Educated and living comfortably in a Victorian house with a flower garden, Shannon was stunned as she listened to Ling describe "the worst place earth to be a woman."

And Shannon's own experience made Ling's further description — that it was also the most ignored — ring true.

"I think I was shocked that I hadn't heard of the conflict before,'' she says. "I couldn't have picked Congo out on a map. It's the deadliest war since World War II and I had never heard of it."

The stories of women raising an average of five children each with little food and bare-bones shelter under the constant threat of violence grabbed her soul. She went to the Women to Women International website and sponsored two women at $27 a month. She also pledged to exchange letters with them.

Still, it didn't feel like enough.

"I needed to find something concrete and measurable to do,'' she says. She also set a personal goal: a 30-mile run — alone in the forest to raise money for the cause.
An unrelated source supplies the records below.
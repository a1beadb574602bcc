//! # Trainer: the merge loop.
//!
//! Orchestrates [`crate::sequence::LinkedSequence`] and
//! [`crate::heap::IndexedMaxHeap`]: repeatedly pops the most-frequent pair,
//! collapses every live occurrence in place, and pushes a merge rule. Each
//! merge step costs time proportional to the chosen pair's occurrence count,
//! not the corpus size.

use crate::alphabet::{Alphabet, DecodeTable, Vocabulary};
use crate::error::{Error, Result};
use crate::heap::IndexedMaxHeap;
use crate::sequence::LinkedSequence;
use crate::training::stats::{Occurrence, StatsEntry};
use crate::types::{CommonHashMap, MergeRule, Pair, SymbolId};
use compact_str::CompactString;

/// Options for [`Trainer`].
#[derive(Debug, Clone)]
pub struct TrainerOptions {
    /// Desired vocabulary size: base characters + `unknown` + merges.
    pub target_vocab_size: usize,

    /// The character `unknown` decodes to. Defaults to `U+FFFD` (the Unicode
    /// replacement character).
    pub unknown_placeholder: char,
}

impl TrainerOptions {
    /// Options targeting `target_vocab_size`, with the default `unknown`
    /// placeholder.
    pub fn new(target_vocab_size: usize) -> Self {
        Self {
            target_vocab_size,
            unknown_placeholder: '\u{FFFD}',
        }
    }

    /// Sets the character `unknown` decodes to.
    pub fn with_unknown_placeholder(
        self,
        placeholder: char,
    ) -> Self {
        Self {
            unknown_placeholder: placeholder,
            ..self
        }
    }

    /// Initializes a [`Trainer`] from these options.
    pub fn init(self) -> Trainer {
        Trainer::new(self)
    }
}

/// The outcome of one [`Trainer::train`] call.
#[derive(Debug, Clone)]
pub struct TrainingOutcome {
    /// Merge rules, in the order they were performed.
    pub merges: Vec<MergeRule>,

    /// How many merges were actually performed. Equal to
    /// `merges.len()`; may be less than requested if `stats` ran empty
    /// before the target was reached (not an error).
    pub merges_performed: usize,

    /// The trained vocabulary: alphabet map plus the merge-extended
    /// `DecodeTable`.
    pub vocabulary: Vocabulary,
}

/// Orchestrates the merge loop: repeatedly pops the most-frequent pair,
/// collapses every live occurrence, and emits a merge rule.
#[derive(Debug, Clone)]
pub struct Trainer {
    options: TrainerOptions,
}

impl Trainer {
    /// Construct a trainer from `options`.
    pub fn new(options: TrainerOptions) -> Self {
        Self { options }
    }

    /// Train on `corpus`, producing an ordered list of merges and a
    /// [`Vocabulary`].
    ///
    /// Runs the alphabet build and the full merge loop in one call; there is
    /// no incremental `update_from_samples` accumulation step (streaming/
    /// online training is out of scope for this crate).
    ///
    /// ## Errors
    /// Propagates [`Error`] from the underlying [`LinkedSequence`]/
    /// [`IndexedMaxHeap`] operations; a correctly-invoked training run
    /// produces none.
    pub fn train<S: AsRef<str>>(
        &mut self,
        corpus: &[S],
    ) -> Result<TrainingOutcome> {
        let alphabet = Alphabet::build(corpus, self.options.unknown_placeholder);
        let alphabet_size = alphabet.alphabet_size();
        let mut decode_table = alphabet.decode_table().clone();

        let mut sequences: Vec<LinkedSequence> = corpus
            .iter()
            .map(|s| LinkedSequence::new(&alphabet.encode_to_symbols(s.as_ref())))
            .collect();

        let target_merges = self.options.target_vocab_size.saturating_sub(alphabet_size);

        let mut stats = Self::initial_stats(&sequences)?;

        log::info!(
            "Starting BPE merge loop: {target_merges} merges to compute over {} sequences",
            sequences.len()
        );

        let mut merges = Vec::with_capacity(target_merges);
        let mut next_token: SymbolId = alphabet_size as SymbolId;
        let mut last_log_percent = 0usize;

        for _ in 0..target_merges {
            let Ok(mut entry) = stats.pop_max() else {
                break;
            };
            let (a, b) = entry.pair();
            let target = next_token;

            let snapshot: Vec<Occurrence> = entry.positions().iter().copied().collect();
            for (k, p) in snapshot {
                if !entry.positions().contains(&(k, p)) {
                    // Invalidated by an earlier iteration of this same step
                    // (the snapshot guard: overlapping occurrences, e.g.
                    // `a b a b`, can be consumed by a neighbor update below).
                    continue;
                }

                let left = sequences[k].prev(p)?;
                let right = sequences[k].second_next(p)?;

                if let Some(l) = left {
                    let x = sequences[k].get(l)?;
                    Self::remove_position(&mut stats, &mut entry, (x, a), (k, l))?;
                    Self::add_position(&mut stats, (x, target), (k, l))?;
                }

                if let Some(r) = right {
                    let y = sequences[k].get(r)?;
                    let partner = sequences[k]
                        .next(p)?
                        .ok_or(Error::InvariantViolation(
                            "entry occurrence has no successor to collapse",
                        ))?;
                    Self::remove_position(&mut stats, &mut entry, (b, y), (k, partner))?;
                    Self::add_position(&mut stats, (target, y), (k, p))?;
                }

                sequences[k].replace_pair(p, target)?;
                entry.remove(&(k, p));
            }

            let rule = MergeRule::new(a, b, target);
            let (ra, rb) = rule.pair();
            decode_table.insert(target, Self::concat(&decode_table, ra, rb)?);
            log::trace!("Merged pair {:?} -> {target}", rule.pair());
            merges.push(rule);
            next_token += 1;

            let done = merges.len();
            let percent = done * 100 / target_merges.max(1);
            if percent > last_log_percent {
                log::info!("BPE training progress: {percent}% ({done}/{target_merges})");
                last_log_percent = percent;
            }
        }

        log::info!("Finished BPE training: {} merges completed", merges.len());

        Ok(TrainingOutcome {
            merges_performed: merges.len(),
            merges,
            vocabulary: alphabet.into_vocabulary(decode_table),
        })
    }

    /// Scan every sequence once, recording `(k, i)` for each adjacent pair
    /// `(seq[k][i], seq[k][i+1])`, and push one entry per distinct pair.
    fn initial_stats(sequences: &[LinkedSequence]) -> Result<IndexedMaxHeap<StatsEntry>> {
        let mut building: CommonHashMap<Pair, StatsEntry> = CommonHashMap::default();

        for (k, seq) in sequences.iter().enumerate() {
            let mut cur = seq.head();
            while let Some(i) = cur {
                let Some(j) = seq.next(i)? else { break };
                let pair = (seq.get(i)?, seq.get(j)?);
                building.entry(pair).or_insert_with(|| StatsEntry::new(pair)).insert((k, i));
                cur = Some(j);
            }
        }

        let mut stats = IndexedMaxHeap::with_capacity(building.len());
        for entry in building.into_values() {
            stats.push(entry)?;
        }
        Ok(stats)
    }

    /// `pair Q` is losing `occurrence`. If `Q` is the pair the caller is
    /// currently merging (`entry`), it is not in the heap: remove from
    /// `entry` directly. Otherwise pull `Q`'s entry out of the heap, drop
    /// the occurrence, and reinsert unless it emptied out.
    fn remove_position(
        stats: &mut IndexedMaxHeap<StatsEntry>,
        entry: &mut StatsEntry,
        pair: Pair,
        occurrence: Occurrence,
    ) -> Result<()> {
        if pair == entry.pair() {
            entry.remove(&occurrence);
        } else {
            let mut other = stats.delete_by_key(&pair)?;
            other.remove(&occurrence);
            if !other.is_empty() {
                stats.push(other)?;
            }
        }
        Ok(())
    }

    /// `pair Q` is gaining `occurrence`. `Q` may already be tracked (pull it
    /// out, extend, reinsert) or may be new to the heap this step.
    fn add_position(
        stats: &mut IndexedMaxHeap<StatsEntry>,
        pair: Pair,
        occurrence: Occurrence,
    ) -> Result<()> {
        if stats.contains(&pair) {
            let mut existing = stats.delete_by_key(&pair)?;
            existing.insert(occurrence);
            stats.push(existing)?;
        } else {
            let mut fresh = StatsEntry::new(pair);
            fresh.insert(occurrence);
            stats.push(fresh)?;
        }
        Ok(())
    }

    /// `decode_table[a] ++ decode_table[b]`, the derived-symbol decoding
    /// rule.
    fn concat(
        decode_table: &DecodeTable,
        a: SymbolId,
        b: SymbolId,
    ) -> Result<CompactString> {
        let da = decode_table
            .get(a)
            .ok_or(Error::InvariantViolation("decode table missing merge parent"))?;
        let db = decode_table
            .get(b)
            .ok_or(Error::InvariantViolation("decode table missing merge parent"))?;
        let mut out = CompactString::with_capacity(da.len() + db.len());
        out.push_str(da);
        out.push_str(db);
        Ok(out)
    }
}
People were being killed in the Congo forest, so she would run for nine hours on the Wildwood Trail in Portland — even though she had never run more than 5 miles before.

The response she got after she revealed her plan was tepid.

"People wondered why they hadn't heard of what was going on in Congo," she says.

Her mother, however, always had faith.

"More than anyone I have ever met, Lisa has lived her life being true to herself," says Ann Shannon, 63, of Portland. "She just always checked in with herself to ask, 'Does this fit with who I am?' That was her touchstone, whether it was becoming a vegetarian at 11, dismissing the idea of working at a fast-food restaurant ('No way am I going to handle meat!') ... She followed through on it, whatever the consequences."

While training, Shannon received her first letter from a woman she had sponsored. She told of selling charcoal and chickens to raise money for medical care and how her husband was taken by the Interahamwe ("those who kill together") soldiers.

The worn paper covered with Swahili cursive (translated into English) made Shannon's running project feel concrete. She completed the 30 miles and raised $28,000.

Runner's World, O, The Oprah Magazine and Fitness magazine ran stories on her efforts.

Then, one day as she was preparing to go for a run, she had an unsettling encounter with a stranger who threatened to "hurt her" — just because he could. Something shifted inside, and Shannon decided she was ready to see firsthand the lives she was running to save.

When she arrived in Africa, she was greeted with hugs by women who shared their deeply personal experiences of the trouble the war brought — extreme violence, sexual abuse and torturous murders. Shannon listened to and cried with them. She interviewed them about rapes and how many children they had lost. She videotaped almost everything.

As she learned lessons of survival, fear, gratitude and love, she also learned something about herself: making money in a business photographing size 2 models was not her calling in life.

She concedes that during her time in the Congo, writing the book, organizing runs and speaking, she "stumbled a lot," wandering into places she knew were not safe, getting too close to people she knew could harm her, and grilling women about things they did not want to remember, let alone say aloud.

But when she met Generose, the woman who lost her leg to a machete, she knew her journey was a success.

Here's how she described the encounter in her book: When the two met, Generose had a bone infection and needed a $300 surgery, for which Shannon offered to pay. She examined the amputation scars, mid-thigh and saw the "low-end, make-do prosthetic leg," complete with painted toenails, sitting off to the side. The two women talked more and Generose asked Shannon is she was still running.

"I felt bad to see someone suffer for me, to run," Generose told her.

Shannon says she paused and scanned her memory.

"What did I say in those letters?" she wrote, recalling how she whined to friends about "her mustache tan, losing her boyfriend and her toenails." She wondered, "Did I complain? Was I melodramatic?"

She realized all she could say to Generose was, "it was a privilege."